SOURCE DATA START
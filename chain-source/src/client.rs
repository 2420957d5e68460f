//! Chain client seam
//!
//! Everything the auditors need from a node. Retry policy for transport
//! failures belongs to the implementation; callers only retry at the
//! confirmation gate.

use crate::abi::ContractCall;
use crate::Result;
use async_trait::async_trait;
use ledger_core::{Address, Epoch};
use std::sync::Arc;

/// Source of the latest epoch
#[async_trait]
pub trait ChainHead: Send + Sync {
    /// Latest executed epoch
    async fn current_epoch(&self) -> Result<Epoch>;
}

/// Epoch-pinned contract reads and log queries
#[async_trait]
pub trait ChainClient: ChainHead {
    /// Execute a read-only contract call at `epoch`, returning raw return data
    async fn call(&self, contract: &Address, call: &ContractCall, epoch: Epoch) -> Result<Vec<u8>>;

    /// Logs matching `filter`, in chain order
    async fn get_logs(&self, filter: &LogFilter) -> Result<Vec<RawLog>>;

    /// Next nonce of `account` as of `epoch`
    async fn next_nonce(&self, account: &Address, epoch: Epoch) -> Result<u64>;

    /// Epoch in which a transaction was executed
    async fn transaction_epoch(&self, tx_hash: &str) -> Result<Epoch>;
}

#[async_trait]
impl<T: ChainHead + ?Sized> ChainHead for Arc<T> {
    async fn current_epoch(&self) -> Result<Epoch> {
        (**self).current_epoch().await
    }
}

/// Log query over an inclusive epoch window
#[derive(Debug, Clone, PartialEq, Eq)]
pub struct LogFilter {
    /// First epoch (inclusive)
    pub from_epoch: Epoch,
    /// Last epoch (inclusive)
    pub to_epoch: Epoch,
    /// Emitting contracts
    pub addresses: Vec<Address>,
    /// Accepted first topics, any when `None`
    pub topics: Option<Vec<String>>,
}

impl LogFilter {
    /// All logs of `addresses` in `[from_epoch, to_epoch]`
    pub fn new(from_epoch: Epoch, to_epoch: Epoch, addresses: Vec<Address>) -> Self {
        Self {
            from_epoch,
            to_epoch,
            addresses,
            topics: None,
        }
    }
}

/// Undecoded log entry
#[derive(Debug, Clone, PartialEq, Eq)]
pub struct RawLog {
    /// Emitting contract
    pub address: Address,
    /// Hex topics, event signature first
    pub topics: Vec<String>,
    /// Hex-encoded non-indexed data
    pub data: String,
    /// Epoch the log was emitted in, when reported
    pub epoch: Option<Epoch>,
    /// Transaction hash, when reported
    pub transaction_hash: Option<String>,
}
//! Error types for chain reads

use ledger_core::{Address, Epoch};
use thiserror::Error;

/// Result type for chain operations
pub type Result<T> = std::result::Result<T, Error>;

/// Chain source errors
#[derive(Error, Debug)]
pub enum Error {
    /// HTTP or connection failure talking to the node
    #[error("Transport error: {0}")]
    Transport(String),

    /// Node answered with a JSON-RPC error object
    #[error("RPC error {code}: {message}")]
    Rpc {
        /// JSON-RPC error code
        code: i64,
        /// Node-supplied message
        message: String,
    },

    /// Return data, log or response had an unexpected shape
    #[error("Decode error: {0}")]
    Decode(String),

    /// A privileged write event appeared in an audited window
    #[error("Unsupported privileged write on {contract} at epoch {epoch:?}")]
    PrivilegedWrite {
        /// Emitting contract
        contract: Address,
        /// Epoch of the log, when the node reported it
        epoch: Option<Epoch>,
    },

    /// Log topic that is none of the known custody events
    #[error("Unknown event {topic} on {contract}")]
    UnknownEvent {
        /// Emitting contract
        contract: Address,
        /// First topic of the log
        topic: String,
    },

    /// Configuration error
    #[error("Configuration error: {0}")]
    Config(String),

    /// Ledger core error (malformed address, amount or word)
    #[error(transparent)]
    Ledger(#[from] ledger_core::Error),
}

impl Error {
    /// Whether the failure came from the network path rather than the data
    pub fn is_transport(&self) -> bool {
        matches!(self, Error::Transport(_) | Error::Rpc { .. })
    }
}

impl From<reqwest::Error> for Error {
    fn from(err: reqwest::Error) -> Self {
        if err.is_decode() {
            Error::Decode(err.to_string())
        } else {
            Error::Transport(err.to_string())
        }
    }
}

impl From<hex::FromHexError> for Error {
    fn from(err: hex::FromHexError) -> Self {
        Error::Decode(format!("invalid hex: {}", err))
    }
}

impl From<serde_json::Error> for Error {
    fn from(err: serde_json::Error) -> Self {
        Error::Decode(err.to_string())
    }
}
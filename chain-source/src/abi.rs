//! Minimal ABI codec for the custody contract surface
//!
//! Only static types are involved (`uint256`, `address`, `address[100]`),
//! so every argument and return value is a sequence of 32-byte words.

use crate::{Error, Result};
use ledger_core::{Address, BigInt};
use num_bigint::{BigUint, Sign};

/// `totalSupply()`
pub const TOTAL_SUPPLY_SELECTOR: [u8; 4] = [0x18, 0x16, 0x0d, 0xdd];
/// `balanceOf(address)`
pub const BALANCE_OF_SELECTOR: [u8; 4] = [0x70, 0xa0, 0x82, 0x31];
/// `accountTotal()`
pub const ACCOUNT_TOTAL_SELECTOR: [u8; 4] = [0xf8, 0xc4, 0xbb, 0xf2];
/// `accountList(uint256)`
pub const ACCOUNT_LIST_SELECTOR: [u8; 4] = [0x4e, 0xa9, 0x8d, 0x16];

/// Entries returned by one `accountList` page
pub const ACCOUNT_PAGE_SIZE: usize = 100;

const WORD: usize = 32;

/// Read-only custody contract call
#[derive(Debug, Clone, PartialEq, Eq)]
pub enum ContractCall {
    /// Total supply of the custody token
    TotalSupply,
    /// Balance of one holder
    BalanceOf(Address),
    /// Number of holders ever enumerated
    AccountTotal,
    /// Page of holders starting at `offset`
    AccountList {
        /// Index of the first holder in the page
        offset: u64,
    },
}

impl ContractCall {
    /// Function selector
    pub fn selector(&self) -> [u8; 4] {
        match self {
            ContractCall::TotalSupply => TOTAL_SUPPLY_SELECTOR,
            ContractCall::BalanceOf(_) => BALANCE_OF_SELECTOR,
            ContractCall::AccountTotal => ACCOUNT_TOTAL_SELECTOR,
            ContractCall::AccountList { .. } => ACCOUNT_LIST_SELECTOR,
        }
    }

    /// Function name, for logs
    pub fn name(&self) -> &'static str {
        match self {
            ContractCall::TotalSupply => "totalSupply",
            ContractCall::BalanceOf(_) => "balanceOf",
            ContractCall::AccountTotal => "accountTotal",
            ContractCall::AccountList { .. } => "accountList",
        }
    }

    /// Calldata: selector followed by encoded arguments
    pub fn encode(&self) -> Vec<u8> {
        let mut data = self.selector().to_vec();
        match self {
            ContractCall::TotalSupply | ContractCall::AccountTotal => {}
            ContractCall::BalanceOf(account) => data.extend_from_slice(&encode_address(account)),
            ContractCall::AccountList { offset } => data.extend_from_slice(&encode_u64(*offset)),
        }
        data
    }
}

/// Left-padded address word
pub fn encode_address(address: &Address) -> [u8; WORD] {
    let mut word = [0u8; WORD];
    word[12..].copy_from_slice(&address.to_bytes());
    word
}

/// Big-endian `uint256` word
pub fn encode_u64(value: u64) -> [u8; WORD] {
    let mut word = [0u8; WORD];
    word[24..].copy_from_slice(&value.to_be_bytes());
    word
}

/// Big-endian `uint256` word; negative or oversized values are rejected
pub fn encode_uint(value: &BigInt) -> Result<[u8; WORD]> {
    let (sign, bytes) = value.to_bytes_be();
    if sign == Sign::Minus || bytes.len() > WORD {
        return Err(Error::Decode(format!("{} does not fit uint256", value)));
    }
    let mut word = [0u8; WORD];
    word[WORD - bytes.len()..].copy_from_slice(&bytes);
    Ok(word)
}

/// First word of `data` as an unsigned integer
pub fn decode_uint(data: &[u8]) -> Result<BigInt> {
    let word = data
        .get(..WORD)
        .ok_or_else(|| Error::Decode(format!("expected a uint256, got {} bytes", data.len())))?;
    Ok(BigInt::from(BigUint::from_bytes_be(word)))
}

/// First word of `data` as a `u64`
pub fn decode_u64(data: &[u8]) -> Result<u64> {
    let value = decode_uint(data)?;
    u64::try_from(&value).map_err(|_| Error::Decode(format!("{} overflows u64", value)))
}

/// Static address array, one word per entry
pub fn decode_address_array(data: &[u8]) -> Result<Vec<Address>> {
    if data.len() % WORD != 0 {
        return Err(Error::Decode(format!(
            "address array length {} is not a multiple of {}",
            data.len(),
            WORD
        )));
    }
    data.chunks(WORD)
        .map(|word| Address::from_word(word).map_err(Error::from))
        .collect()
}

/// Decode `0x`-prefixed hex
pub fn decode_hex(raw: &str) -> Result<Vec<u8>> {
    let stripped = raw.strip_prefix("0x").unwrap_or(raw);
    Ok(hex::decode(stripped)?)
}

/// `0x`-prefixed hex of raw bytes
pub fn to_hex(bytes: &[u8]) -> String {
    format!("0x{}", hex::encode(bytes))
}
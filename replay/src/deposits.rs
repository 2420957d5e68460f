//! Deposit lookup by epoch
//!
//! Deposit rows carry no epoch of their own, only the hash of the chain
//! transaction that credited them. Rows are located by binary search over
//! row offsets, reading each visited row's execution epoch. That requires the
//! rows to be in non-decreasing epoch order, which is checked rather than
//! assumed: the rows around each search result and every row returned are
//! verified, and a violation fails the window.

use crate::store::{DepositRecord, LedgerStore};
use crate::{Error, Result};
use chain_source::ChainClient;
use ledger_core::{BatchExecutor, Epoch};
use std::fmt;
use std::sync::Arc;
use tracing::debug;

/// Finds the deposits credited in an epoch window
#[derive(Clone)]
pub struct DepositLocator {
    store: Arc<dyn LedgerStore>,
    chain: Arc<dyn ChainClient>,
    executor: BatchExecutor,
    page_size: u64,
}

impl fmt::Debug for DepositLocator {
    fn fmt(&self, f: &mut fmt::Formatter<'_>) -> fmt::Result {
        f.debug_struct("DepositLocator")
            .field("page_size", &self.page_size)
            .finish()
    }
}

impl DepositLocator {
    /// Create a locator
    pub fn new(
        store: Arc<dyn LedgerStore>,
        chain: Arc<dyn ChainClient>,
        executor: BatchExecutor,
        page_size: u64,
    ) -> Self {
        Self {
            store,
            chain,
            executor,
            page_size: page_size.max(1),
        }
    }

    async fn row_epoch(&self, offset: u64) -> Result<Epoch> {
        let row = self
            .store
            .deposits(offset, 1)
            .await?
            .into_iter()
            .next()
            .ok_or_else(|| Error::DepositOrdering(format!("deposit row {} disappeared", offset)))?;
        Ok(self.chain.transaction_epoch(&row.tx_hash).await?)
    }

    /// First row offset whose epoch is `>= target`
    async fn lower_bound(&self, target: Epoch, total: u64) -> Result<u64> {
        let (mut lo, mut hi) = (0u64, total);
        while lo < hi {
            let mid = lo + (hi - lo) / 2;
            if self.row_epoch(mid).await? < target {
                lo = mid + 1;
            } else {
                hi = mid;
            }
        }

        if lo > 0 {
            let before = self.row_epoch(lo - 1).await?;
            if before >= target {
                return Err(Error::DepositOrdering(format!(
                    "row {} at epoch {} precedes the first row at or after epoch {}",
                    lo - 1,
                    before,
                    target
                )));
            }
        }
        if lo < total {
            let at = self.row_epoch(lo).await?;
            if at < target {
                return Err(Error::DepositOrdering(format!(
                    "row {} at epoch {} found as first row at or after epoch {}",
                    lo, at, target
                )));
            }
        }
        Ok(lo)
    }

    /// Deposits whose transaction executed in `[from, to]`, in row order
    pub async fn deposits_in_window(&self, from: Epoch, to: Epoch) -> Result<Vec<DepositRecord>> {
        let total = self.store.deposit_count().await?;
        if total == 0 || from > to {
            return Ok(Vec::new());
        }

        let start = self.lower_bound(from, total).await?;
        let end = match to.checked_add(1) {
            Some(next) => self.lower_bound(next, total).await?,
            None => total,
        };
        if start >= end {
            return Ok(Vec::new());
        }

        let mut deposits = Vec::with_capacity((end - start) as usize);
        let mut offset = start;
        while offset < end {
            let limit = self.page_size.min(end - offset);
            let page = self.store.deposits(offset, limit).await?;
            if page.is_empty() {
                return Err(Error::DepositOrdering(format!(
                    "deposit rows {}..{} disappeared",
                    offset, end
                )));
            }
            offset += page.len() as u64;
            deposits.extend(page);
        }

        self.verify_window(&deposits, from, to).await?;
        debug!(from, to, deposits = deposits.len(), "Located deposits");
        Ok(deposits)
    }

    async fn verify_window(&self, deposits: &[DepositRecord], from: Epoch, to: Epoch) -> Result<()> {
        let mut epochs = self
            .executor
            .run(deposits.iter().enumerate(), |(index, deposit)| async move {
                let epoch = self.chain.transaction_epoch(&deposit.tx_hash).await?;
                Ok::<_, Error>((index, epoch))
            })
            .await?;
        epochs.sort_unstable();

        let mut previous = from;
        for (index, epoch) in epochs {
            if epoch < previous || epoch > to {
                return Err(Error::DepositOrdering(format!(
                    "deposit {} executed at epoch {}, expected {}..={} in order",
                    deposits[index].tx_hash, epoch, previous, to
                )));
            }
            previous = epoch;
        }
        Ok(())
    }
}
SOURCE DATA END
WORK TO BE COMPLETED: Could you reproduce exactly the lines of the entries above, from the one with "lo = mid + 1;" through the one with "pub async fn", and nothing else?

RESULT OF THIS TASK:
                lo = mid + 1;
            } else {
                hi = mid;
            }
        }

        if lo > 0 {
            let before = self.row_epoch(lo - 1).await?;
            if before >= target {
                return Err(Error::DepositOrdering(format!(
                    "row {} at epoch {} precedes the first row at or after epoch {}",
                    lo - 1,
                    before,
                    target
                )));
            }
        }
        if lo < total {
            let at = self.row_epoch(lo).await?;
            if at < target {
                return Err(Error::DepositOrdering(format!(
                    "row {} at epoch {} found as first row at or after epoch {}",
                    lo, at, target
                )));
            }
        }
        Ok(lo)
    }

    /// Deposits whose transaction executed in `[from, to]`, in row order
    pub async fn deposits_in_window(&self, from: Epoch, to: Epoch) -> Result<Vec<DepositRecord>> {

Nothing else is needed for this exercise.